//! Two-stage inference pipeline.
//!
//! Stages run strictly in order on a single thread:
//!
//! 1. read the flow table and select the six feature columns
//! 2. min-max normalize
//! 3. load the autoencoder and score reconstruction errors
//! 4. synthesize one raster per row into the image directory
//! 5. load the CNN and classify every raster in the directory
//! 6. assemble the report
//!
//! Any failure before the report is assembled ends the run with a
//! failure-shaped report carrying the error message.

use crate::config::AppConfig;
use crate::error::{PipelineError, Result};
use crate::imaging::ImageSynthesizer;
use crate::metrics::PipelineMetrics;
use crate::models::{AnomalyScorer, ImageClassifier, ModelLoader, ModelProvider, ResultAggregator};
use crate::normalizer::FeatureNormalizer;
use crate::reader::FlowReader;
use crate::types::report::PipelineReport;
use tracing::{error, info, info_span};
use uuid::Uuid;

/// One configured pipeline invocation
pub struct Pipeline<P = ModelLoader> {
    config: AppConfig,
    provider: P,
    metrics: PipelineMetrics,
}

impl Pipeline<ModelLoader> {
    /// Pipeline backed by ONNX Runtime models
    pub fn new(config: AppConfig) -> Self {
        let provider = ModelLoader::with_threads(config.models.onnx_threads);
        Self::with_provider(config, provider)
    }
}

impl<P: ModelProvider> Pipeline<P> {
    /// Pipeline that obtains its models from `provider`
    pub fn with_provider(config: AppConfig, provider: P) -> Self {
        Self {
            config,
            provider,
            metrics: PipelineMetrics::new(),
        }
    }

    pub fn config(&self) -> &AppConfig {
        &self.config
    }

    pub fn metrics(&self) -> &PipelineMetrics {
        &self.metrics
    }

    /// Run every stage, returning the first fatal error.
    pub fn execute(&self) -> Result<PipelineReport> {
        let cfg = &self.config;
        let metrics = &self.metrics;

        let rows = metrics.time_stage("read", || {
            let table = FlowReader::new(&cfg.input.csv_path).read()?;
            if table.is_empty() {
                return Err(PipelineError::input(format!(
                    "{} has no data rows",
                    cfg.input.csv_path.display()
                )));
            }
            table.select_features()
        })?;
        metrics.record_rows(rows.len());

        let normalized = metrics.time_stage("normalize", || FeatureNormalizer::new().normalize(&rows));

        let mut autoencoder = self.provider.autoencoder(&cfg.models.autoencoder_path)?;
        let scorer = AnomalyScorer::new(cfg.detection.threshold, cfg.pipeline.autoencoder_batch_size);
        let anomalies =
            metrics.time_stage("autoencoder", || scorer.score(autoencoder.as_mut(), &normalized))?;
        metrics.record_anomalies(anomalies.anomaly_count());
        drop(autoencoder);

        let synthesizer = ImageSynthesizer::new(&cfg.pipeline.image_dir);
        let synthesis = metrics.time_stage("synthesize", || {
            synthesizer.synthesize_all(&normalized, cfg.pipeline.image_batch_size)
        })?;
        metrics.record_synthesis(synthesis);

        let mut cnn = self.provider.classifier(&cfg.models.cnn_path)?;
        let classifier = ImageClassifier::new(cfg.pipeline.cnn_batch_size);
        let (predictions, classify_stats) = metrics.time_stage("classify", || {
            classifier.classify_all(cnn.as_mut(), synthesizer.output_dir())
        })?;
        metrics.record_classification(classify_stats);

        let distribution = ResultAggregator::class_distribution(&predictions);
        if let Some((class_id, share)) = ResultAggregator::dominant_class(&predictions) {
            info!(class_id, share = format!("{:.1}%", share * 100.0), "Dominant CNN class");
        }

        let report = ResultAggregator::new(cfg.detection.threshold).assemble(anomalies, predictions);
        info!(
            total_rows = report.total_rows,
            anomalies_flagged = report.anomalies_flagged,
            anomaly_rate = ResultAggregator::anomaly_rate(&report),
            predictions = report.cnn_predictions.len(),
            "Pipeline complete"
        );
        metrics.log_summary(&distribution);

        Ok(report)
    }

    /// Run the pipeline and always produce a report.
    pub fn run(&self) -> PipelineReport {
        let span = info_span!("pipeline", run_id = %Uuid::new_v4());
        let _guard = span.enter();

        info!(
            csv = %self.config.input.csv_path.display(),
            threshold = self.config.detection.threshold,
            image_dir = %self.config.pipeline.image_dir.display(),
            "Starting IoT botnet inference"
        );

        match self.execute() {
            Ok(report) => report,
            Err(e) => {
                error!(kind = e.kind(), error = %e, "Pipeline failed");
                PipelineReport::failure(&e, self.config.detection.threshold)
            }
        }
    }
}
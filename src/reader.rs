//! CSV reader for aggregated flow statistics

use crate::error::{PipelineError, Result};
use crate::types::record::{FeatureRow, FEATURE_COUNT, REQUIRED_COLUMNS};
use csv::{ReaderBuilder, StringRecord, Trim};
use std::fs::File;
use std::io::Read;
use std::path::{Path, PathBuf};
use tracing::{debug, info};

/// Raw table as read from disk, before column selection.
#[derive(Debug, Clone)]
pub struct RawTable {
    headers: StringRecord,
    records: Vec<StringRecord>,
}

impl RawTable {
    /// Parse a CSV document with a header row.
    pub fn from_reader<R: Read>(reader: R) -> Result<Self> {
        let mut reader = ReaderBuilder::new().trim(Trim::All).from_reader(reader);

        let headers = reader.headers()?.clone();
        let records = reader
            .records()
            .collect::<std::result::Result<Vec<_>, _>>()?;

        Ok(Self { headers, records })
    }

    pub fn headers(&self) -> impl Iterator<Item = &str> {
        self.headers.iter()
    }

    pub fn records(&self) -> &[StringRecord] {
        &self.records
    }

    pub fn len(&self) -> usize {
        self.records.len()
    }

    pub fn is_empty(&self) -> bool {
        self.records.is_empty()
    }

    /// Position of a column by exact header name.
    pub fn column_index(&self, name: &str) -> Option<usize> {
        self.headers.iter().position(|h| h == name)
    }

    /// Pick the six required columns, in their canonical order.
    ///
    /// Every absent column is reported at once. Empty cells become NaN;
    /// any other non-numeric cell is an input error.
    pub fn select_features(&self) -> Result<Vec<FeatureRow>> {
        let mut indices = [0usize; FEATURE_COUNT];
        let mut missing = Vec::new();
        for (slot, name) in REQUIRED_COLUMNS.iter().enumerate() {
            match self.column_index(name) {
                Some(idx) => indices[slot] = idx,
                None => missing.push(name.to_string()),
            }
        }
        if !missing.is_empty() {
            return Err(PipelineError::Schema { missing });
        }

        self.records
            .iter()
            .enumerate()
            .map(|(row, record)| {
                let mut values = [0.0f64; FEATURE_COUNT];
                for (slot, &idx) in indices.iter().enumerate() {
                    let cell = record.get(idx).unwrap_or("");
                    values[slot] = parse_cell(cell).ok_or_else(|| {
                        PipelineError::input(format!(
                            "row {row}: column {} has non-numeric value {cell:?}",
                            REQUIRED_COLUMNS[slot]
                        ))
                    })?;
                }
                Ok(FeatureRow::from_values(values))
            })
            .collect()
    }
}

/// Empty and NA-style cells read as NaN, the way pandas reads them.
pub(crate) fn parse_cell(cell: &str) -> Option<f64> {
    match cell {
        "" | "NA" | "NaN" | "nan" | "null" => Some(f64::NAN),
        _ => cell.parse::<f64>().ok(),
    }
}

/// Reader for the flow statistics table
pub struct FlowReader {
    path: PathBuf,
}

impl FlowReader {
    /// Create a reader for the given CSV path
    pub fn new<P: AsRef<Path>>(path: P) -> Self {
        Self {
            path: path.as_ref().to_path_buf(),
        }
    }

    /// Read the whole table into memory
    pub fn read(&self) -> Result<RawTable> {
        info!(path = %self.path.display(), "Reading CSV file");

        let file = File::open(&self.path).map_err(|e| {
            PipelineError::input(format!("cannot open {}: {}", self.path.display(), e))
        })?;
        let table = RawTable::from_reader(file).map_err(|e| match e {
            PipelineError::Input(reason) => {
                PipelineError::input(format!("{}: {}", self.path.display(), reason))
            }
            other => other,
        })?;

        debug!(
            columns = table.headers.len(),
            rows = table.len(),
            "CSV parsed"
        );
        info!(rows = table.len(), "Loaded rows from CSV");
        Ok(table)
    }

    /// Get the input path
    pub fn path(&self) -> &Path {
        &self.path
    }
}
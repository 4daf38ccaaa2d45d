//! Type definitions for the inference pipeline

pub mod record;
pub mod report;

pub use record::{FeatureRow, NormalizedTable, FEATURE_COUNT, REQUIRED_COLUMNS};
pub use report::{AnomalyResult, ClassificationResult, PipelineReport};
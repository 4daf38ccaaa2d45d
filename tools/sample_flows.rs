//! Sample Flow Generator
//!
//! Writes a synthetic aggregated-flow CSV for exercising the inference
//! pipeline without captured traffic.

use anyhow::{Context, Result};
use clap::Parser;
use rand::rngs::StdRng;
use rand::{Rng, SeedableRng};
use serde::Serialize;
use std::fs::File;
use std::io::{self, Write};
use std::path::PathBuf;
use tracing::info;

#[derive(Parser)]
#[command(name = "sample_flows")]
#[command(about = "Generate a synthetic IoT flow statistics CSV", long_about = None)]
struct Cli {
    /// Number of rows to generate
    #[arg(short, long, default_value = "1000")]
    rows: usize,

    /// Share of botnet-like rows, between 0 and 1
    #[arg(short, long, default_value = "0.1")]
    botnet_rate: f64,

    /// Number of distinct devices
    #[arg(short, long, default_value = "25")]
    devices: u32,

    /// Seed for reproducible output
    #[arg(short, long)]
    seed: Option<u64>,

    /// Output file (default: stdout)
    #[arg(short, long)]
    output: Option<PathBuf>,
}

/// One row in the layout the pipeline reads
#[derive(Debug, Serialize)]
struct FlowRecord {
    device_id: String,
    inbound_length_count: u32,
    inbound_length_mean: f64,
    inbound_length_std: f64,
    outbound_length_count: u32,
    outbound_length_mean: f64,
    outbound_length_std: f64,
    label: &'static str,
}

/// Flow window generator
struct FlowGenerator {
    rng: StdRng,
    devices: u32,
}

impl FlowGenerator {
    fn new(seed: Option<u64>, devices: u32) -> Self {
        let rng = match seed {
            Some(seed) => StdRng::seed_from_u64(seed),
            None => StdRng::from_entropy(),
        };
        Self {
            rng,
            devices: devices.max(1),
        }
    }

    fn device_id(&mut self) -> String {
        format!("iot-{:03}", self.rng.gen_range(0..self.devices))
    }

    /// Sparse, mixed-size telemetry traffic
    fn generate_benign(&mut self) -> FlowRecord {
        FlowRecord {
            device_id: self.device_id(),
            inbound_length_count: self.rng.gen_range(5..120),
            inbound_length_mean: self.rng.gen_range(80.0..900.0),
            inbound_length_std: self.rng.gen_range(20.0..400.0),
            outbound_length_count: self.rng.gen_range(5..100),
            outbound_length_mean: self.rng.gen_range(60.0..600.0),
            outbound_length_std: self.rng.gen_range(10.0..300.0),
            label: "benign",
        }
    }

    /// Floods of small, uniform packets from a scanning or attacking bot
    fn generate_botnet(&mut self) -> FlowRecord {
        let label = if self.rng.gen_bool(0.5) { "mirai" } else { "gafgyt" };
        FlowRecord {
            device_id: self.device_id(),
            inbound_length_count: self.rng.gen_range(0..10),
            inbound_length_mean: self.rng.gen_range(40.0..80.0),
            inbound_length_std: self.rng.gen_range(0.0..5.0),
            outbound_length_count: self.rng.gen_range(500..5000),
            outbound_length_mean: self.rng.gen_range(54.0..74.0),
            outbound_length_std: self.rng.gen_range(0.0..3.0),
            label,
        }
    }
}

fn main() -> Result<()> {
    tracing_subscriber::fmt()
        .with_env_filter(
            tracing_subscriber::EnvFilter::from_default_env()
                .add_directive("sample_flows=info".parse()?),
        )
        .with_writer(io::stderr)
        .init();

    let cli = Cli::parse();
    let botnet_rate = cli.botnet_rate.clamp(0.0, 1.0);

    info!(
        rows = cli.rows,
        botnet_rate,
        devices = cli.devices,
        seed = ?cli.seed,
        "Generating sample flows"
    );

    let sink: Box<dyn Write> = match &cli.output {
        Some(path) => Box::new(
            File::create(path).with_context(|| format!("cannot create {}", path.display()))?,
        ),
        None => Box::new(io::stdout()),
    };
    let mut writer = csv::Writer::from_writer(sink);

    let mut generator = FlowGenerator::new(cli.seed, cli.devices);
    let mut botnet_rows = 0usize;

    for _ in 0..cli.rows {
        let record = if generator.rng.gen_bool(botnet_rate) {
            botnet_rows += 1;
            generator.generate_botnet()
        } else {
            generator.generate_benign()
        };
        writer.serialize(&record)?;
    }
    writer.flush()?;

    info!(
        rows = cli.rows,
        botnet_rows,
        "Sample flows written"
    );

    Ok(())
}
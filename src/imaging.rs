//! Raster synthesis from normalized feature rows.
//!
//! Each row becomes a tiny square grayscale image replicated over three RGB
//! channels and stored as `img_{index}.png`. Existing files are never
//! rewritten, so an interrupted run can be resumed on the same directory.
//!
//! The existence check and the write are two separate filesystem calls.
//! Two pipeline instances sharing one output directory can therefore both
//! write the same key; the pipeline is meant to run once per directory.

use crate::error::{PipelineError, Result};
use crate::types::record::NormalizedTable;
use image::{Rgb, RgbImage};
use std::cmp::Ordering;
use std::fs;
use std::path::{Path, PathBuf};
use tracing::{debug, info};

const ARTIFACT_PREFIX: &str = "img_";
const ARTIFACT_EXTENSION: &str = "png";

/// File name of the artifact for a row index.
pub fn artifact_file_name(index: usize) -> String {
    format!("{ARTIFACT_PREFIX}{index}.{ARTIFACT_EXTENSION}")
}

/// Row index encoded in an artifact file name, if it follows the naming scheme.
pub fn artifact_index(name: &str) -> Option<usize> {
    name.strip_prefix(ARTIFACT_PREFIX)?
        .strip_suffix(ARTIFACT_EXTENSION)?
        .strip_suffix('.')?
        .parse()
        .ok()
}

/// Ordering of artifact names by row index.
///
/// Names outside the `img_{n}.png` scheme sort after all indexed names,
/// lexicographically among themselves.
pub fn artifact_order(a: &str, b: &str) -> Ordering {
    match (artifact_index(a), artifact_index(b)) {
        (Some(x), Some(y)) => x.cmp(&y).then_with(|| a.cmp(b)),
        (Some(_), None) => Ordering::Less,
        (None, Some(_)) => Ordering::Greater,
        (None, None) => a.cmp(b),
    }
}

/// Side length of the square raster needed for `len` values.
pub fn raster_side(len: usize) -> u32 {
    let mut side = (len as f64).sqrt().ceil() as u32;
    // Guard against sqrt rounding just below a perfect square
    while (side as usize) * (side as usize) < len {
        side += 1;
    }
    side.max(1)
}

/// Map one value to an 8-bit intensity: clip to [0,1], scale, truncate.
fn intensity(value: f64) -> u8 {
    if value.is_nan() {
        return 0;
    }
    (value.clamp(0.0, 1.0) * 255.0) as u8
}

/// Build the RGB raster for one row.
///
/// Values fill cells row-major; trailing cells stay black.
pub fn build_raster(values: &[f64]) -> RgbImage {
    let side = raster_side(values.len());
    let mut img = RgbImage::new(side, side);

    for (cell, &value) in values.iter().enumerate() {
        let x = cell as u32 % side;
        let y = cell as u32 / side;
        let level = intensity(value);
        img.put_pixel(x, y, Rgb([level, level, level]));
    }

    img
}

/// Outcome of one synthesis pass
#[derive(Debug, Clone, Copy, Default, PartialEq, Eq)]
pub struct SynthesisStats {
    /// Artifacts written in this pass
    pub written: usize,
    /// Artifacts already present and left untouched
    pub skipped: usize,
}

/// Writes one raster artifact per normalized row.
pub struct ImageSynthesizer {
    output_dir: PathBuf,
}

impl ImageSynthesizer {
    pub fn new<P: AsRef<Path>>(output_dir: P) -> Self {
        Self {
            output_dir: output_dir.as_ref().to_path_buf(),
        }
    }

    pub fn output_dir(&self) -> &Path {
        &self.output_dir
    }

    /// Path of the artifact for a row index.
    pub fn artifact_path(&self, index: usize) -> PathBuf {
        self.output_dir.join(artifact_file_name(index))
    }

    /// Populate the output directory with one artifact per row.
    ///
    /// `batch_size` only controls progress logging. All files are closed
    /// when this returns.
    pub fn synthesize_all(
        &self,
        rows: &NormalizedTable,
        batch_size: usize,
    ) -> Result<SynthesisStats> {
        fs::create_dir_all(&self.output_dir).map_err(|e| {
            PipelineError::artifact(&self.output_dir, format!("cannot create directory: {e}"))
        })?;

        let total = rows.len();
        let batch_size = batch_size.max(1);
        let batch_count = total.div_ceil(batch_size);
        let mut stats = SynthesisStats::default();

        for (batch_idx, chunk) in rows.rows().chunks(batch_size).enumerate() {
            info!(
                batch = batch_idx + 1,
                batches = batch_count,
                "Generating RGB images"
            );

            for (offset, row) in chunk.iter().enumerate() {
                let index = batch_idx * batch_size + offset;
                let path = self.artifact_path(index);

                if path.exists() {
                    debug!(path = %path.display(), "Artifact exists, skipping");
                    stats.skipped += 1;
                    continue;
                }

                build_raster(row)
                    .save(&path)
                    .map_err(|e| PipelineError::artifact(&path, e))?;
                stats.written += 1;
            }
        }

        info!(
            dir = %self.output_dir.display(),
            written = stats.written,
            skipped = stats.skipped,
            "RGB images saved"
        );

        Ok(stats)
    }
}
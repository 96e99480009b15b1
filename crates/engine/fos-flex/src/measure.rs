//! Flex Measurer
//!
//! Bottom-up pass: every container measures its children before sizing
//! itself, and each node caches its result for the layout pass.

use std::ops::Range;

use crate::items::{classify, Classified};
use crate::lines::break_lines;
use crate::out_of_flow;
use crate::{Axis, Config, LayoutTree, MeasureMode, NodeId, Size, SizeConstraint, Style};

/// Measure `id` against the given constraints and cache the result
pub(crate) fn measure_node(
    tree: &mut LayoutTree,
    id: NodeId,
    width: SizeConstraint,
    height: SizeConstraint,
    config: &Config,
) -> Size {
    let style = *tree.node(id).style();

    // Outer intent: an explicit size or max makes the axis exact
    let inner_width = resolve(&style, Axis::Horizontal, width);
    let inner_height = resolve(&style, Axis::Vertical, height);

    let content = measure_content(tree, id, &style, inner_width, inner_height, config);
    let width = finish(&style, Axis::Horizontal, width, content.width);
    let height = finish(&style, Axis::Vertical, height, content.height);

    let size = Size::new(width, height);
    tree.node_mut(id).measured = Some(size);
    size
}

fn resolve(style: &Style, axis: Axis, incoming: SizeConstraint) -> SizeConstraint {
    let mut resolved = incoming;
    if style.size(axis).is_some() || style.max_size(axis).is_some() {
        resolved.mode = MeasureMode::Exactly;
    }
    if !resolved.is_unspecified() {
        resolved.value = style.clamp(axis, incoming.value);
    }
    resolved
}

fn finish(style: &Style, axis: Axis, incoming: SizeConstraint, measured: i32) -> i32 {
    if incoming.is_exact() {
        style.clamp_exact(axis, incoming.value)
    } else {
        style.clamp(axis, measured)
    }
}

/// Border-box size from the content box inward
fn measure_content(
    tree: &mut LayoutTree,
    id: NodeId,
    style: &Style,
    width: SizeConstraint,
    height: SizeConstraint,
    config: &Config,
) -> Size {
    let width = width.shrink(style.box_extent(Axis::Horizontal));
    let height = height.shrink(style.box_extent(Axis::Vertical));

    let mut content = measure_flex(tree, id, style, width, height, config);
    if let Some(measurer) = tree.node(id).measurer.as_ref() {
        content = content.max(measurer.measure(width, height));
    }

    Size::new(
        content.width + style.box_extent(Axis::Horizontal),
        content.height + style.box_extent(Axis::Vertical),
    )
}

/// Measure a container's children and return its content size
fn measure_flex(
    tree: &mut LayoutTree,
    id: NodeId,
    style: &Style,
    width: SizeConstraint,
    height: SizeConstraint,
    config: &Config,
) -> Size {
    let Classified { hidden, absolute, fixed, in_flow } = classify(tree, id);

    // Out of flow: measured for a consistent cache, never part of the flow
    for child in hidden {
        measure_node(tree, child, SizeConstraint::exactly(0), SizeConstraint::exactly(0), config);
    }
    for child in absolute {
        out_of_flow::measure_absolute(tree, child, Size::new(width.value, height.value), config);
    }
    for child in fixed {
        out_of_flow::measure_fixed(tree, child, config);
    }

    if in_flow.is_empty() {
        return Size::ZERO;
    }

    let axis = style.direction.main_axis();
    let (main, cross) = axis.to_physical(width, height);
    let container = FlexContainer { style, axis, main, cross };

    let (main_size, cross_size) = if style.wrap.is_wrapping() {
        let (main_size, cross_size, lines) = container.measure_wrapped(tree, &in_flow, config);
        tree.node_mut(id).lines = lines;
        (main_size, cross_size)
    } else {
        container.measure_line(tree, &in_flow, config)
    };

    tracing::debug!(
        node = %id,
        axis = ?axis,
        items = in_flow.len(),
        main = main_size,
        cross = cross_size,
        "measured flex container"
    );

    Size::from_axes(axis, main_size, cross_size)
}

### Problem to solve
Go through the material and report each line that holds the string "cells".

### Solution to the problem
    /// Every absent column is reported at once. Empty cells become NaN;
/// Empty and NA-style cells read as NaN, the way pandas reads them.
/// Values fill cells row-major; trailing cells stay black.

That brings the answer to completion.